-------- Dataset --------

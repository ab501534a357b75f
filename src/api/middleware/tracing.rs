//! HTTP request/response tracing middleware.

use tower_http::LatencyUnit;
use tower_http::trace::{DefaultMakeSpan, DefaultOnResponse, TraceLayer};
use tracing::Level;

/// Creates a tracing middleware for HTTP requests.
///
/// Opens an `INFO` span per request (method, URI, HTTP version) and logs
/// the status code and latency in milliseconds when the response is sent.
/// Request bodies are not recorded, so passwords never reach the logs.
///
/// # Example Logs
///
/// ```text
/// INFO request{method=POST uri=/api/auth/mock-signin version=HTTP/1.1}: finished processing request latency=1 ms status=401
/// ```
pub fn layer()
-> TraceLayer<tower_http::classify::SharedClassifier<tower_http::classify::ServerErrorsAsFailures>>
{
    TraceLayer::new_for_http()
        .make_span_with(DefaultMakeSpan::new().level(Level::INFO))
        .on_response(
            DefaultOnResponse::new()
                .level(Level::INFO)
                .latency_unit(LatencyUnit::Millis),
        )
}
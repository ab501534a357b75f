//! HTTP request handlers for API endpoints.
//!
//! Each handler module corresponds to a logical grouping of endpoints.

pub mod health;
pub mod signin;

pub use health::health_handler;
pub use signin::signin_handler;
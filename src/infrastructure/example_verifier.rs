//! Hard-coded demo credential verifier.

use async_trait::async_trait;

use crate::domain::CredentialVerifier;

/// Email of the only account the demo endpoint accepts.
pub const EXAMPLE_EMAIL: &str = "demo@blogify.test";

/// Password of the only account the demo endpoint accepts.
pub const EXAMPLE_PASSWORD: &str = "password123";

/// Accepts exactly one plaintext email/password pair.
///
/// Placeholder until a real verification strategy exists. Comparison is
/// exact: no case folding, no trimming.
#[derive(Debug, Clone)]
pub struct ExampleCredentialVerifier {
    email: String,
    password: String,
}

impl ExampleCredentialVerifier {
    pub fn new(email: impl Into<String>, password: impl Into<String>) -> Self {
        Self {
            email: email.into(),
            password: password.into(),
        }
    }
}

impl Default for ExampleCredentialVerifier {
    fn default() -> Self {
        Self::new(EXAMPLE_EMAIL, EXAMPLE_PASSWORD)
    }
}

#[async_trait]
impl CredentialVerifier for ExampleCredentialVerifier {
    async fn verify(&self, email: &str, password: &str) -> bool {
        email == self.email && password == self.password
    }
}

--------

→ What to work on:
Copy the material above so that it matches line for line.

→ Output of the exercise:
repository ab501534a357b75f
filename src/api/middleware/tracing.rs
//! HTTP request/response tracing middleware.

use tower_http::LatencyUnit;
use tower_http::trace::{DefaultMakeSpan, DefaultOnResponse, TraceLayer};
use tracing::Level;

/// Creates a tracing middleware for HTTP requests.
///
/// Opens an `INFO` span per request (method, URI, HTTP version) and logs
/// the status code and latency in milliseconds when the response is sent.
/// Request bodies are not recorded, so passwords never reach the logs.
///
/// # Example Logs
///
/// ```text
/// INFO request{method=POST uri=/api/auth/mock-signin version=HTTP/1.1}: finished processing request latency=1 ms status=401
/// ```
pub fn layer()
-> TraceLayer<tower_http::classify::SharedClassifier<tower_http::classify::ServerErrorsAsFailures>>
{
    TraceLayer::new_for_http()
        .make_span_with(DefaultMakeSpan::new().level(Level::INFO))
        .on_response(
            DefaultOnResponse::new()
                .level(Level::INFO)
                .latency_unit(LatencyUnit::Millis),
        )
}
repository ab501534a357b75f
//! HTTP request handlers for API endpoints.
//!
//! Each handler module corresponds to a logical grouping of endpoints.

pub mod health;
pub mod signin;

pub use health::health_handler;
pub use signin::signin_handler;
filename src/infrastructure/example_verifier.rs
//! Hard-coded demo credential verifier.

use async_trait::async_trait;

use crate::domain::CredentialVerifier;

/// Email of the only account the demo endpoint accepts.
pub const EXAMPLE_EMAIL: &str = "demo@blogify.test";

/// Password of the only account the demo endpoint accepts.
pub const EXAMPLE_PASSWORD: &str = "password123";

/// Accepts exactly one plaintext email/password pair.
///
/// Placeholder until a real verification strategy exists. Comparison is
/// exact: no case folding, no trimming.
#[derive(Debug, Clone)]
pub struct ExampleCredentialVerifier {
    email: String,
    password: String,
}

impl ExampleCredentialVerifier {
    pub fn new(email: impl Into<String>, password: impl Into<String>) -> Self {
        Self {
            email: email.into(),
            password: password.into(),
        }
    }
}

impl Default for ExampleCredentialVerifier {
    fn default() -> Self {
        Self::new(EXAMPLE_EMAIL, EXAMPLE_PASSWORD)
    }
}

#[async_trait]
impl CredentialVerifier for ExampleCredentialVerifier {
    async fn verify(&self, email: &str, password: &str) -> bool {
        email == self.email && password == self.password
    }
}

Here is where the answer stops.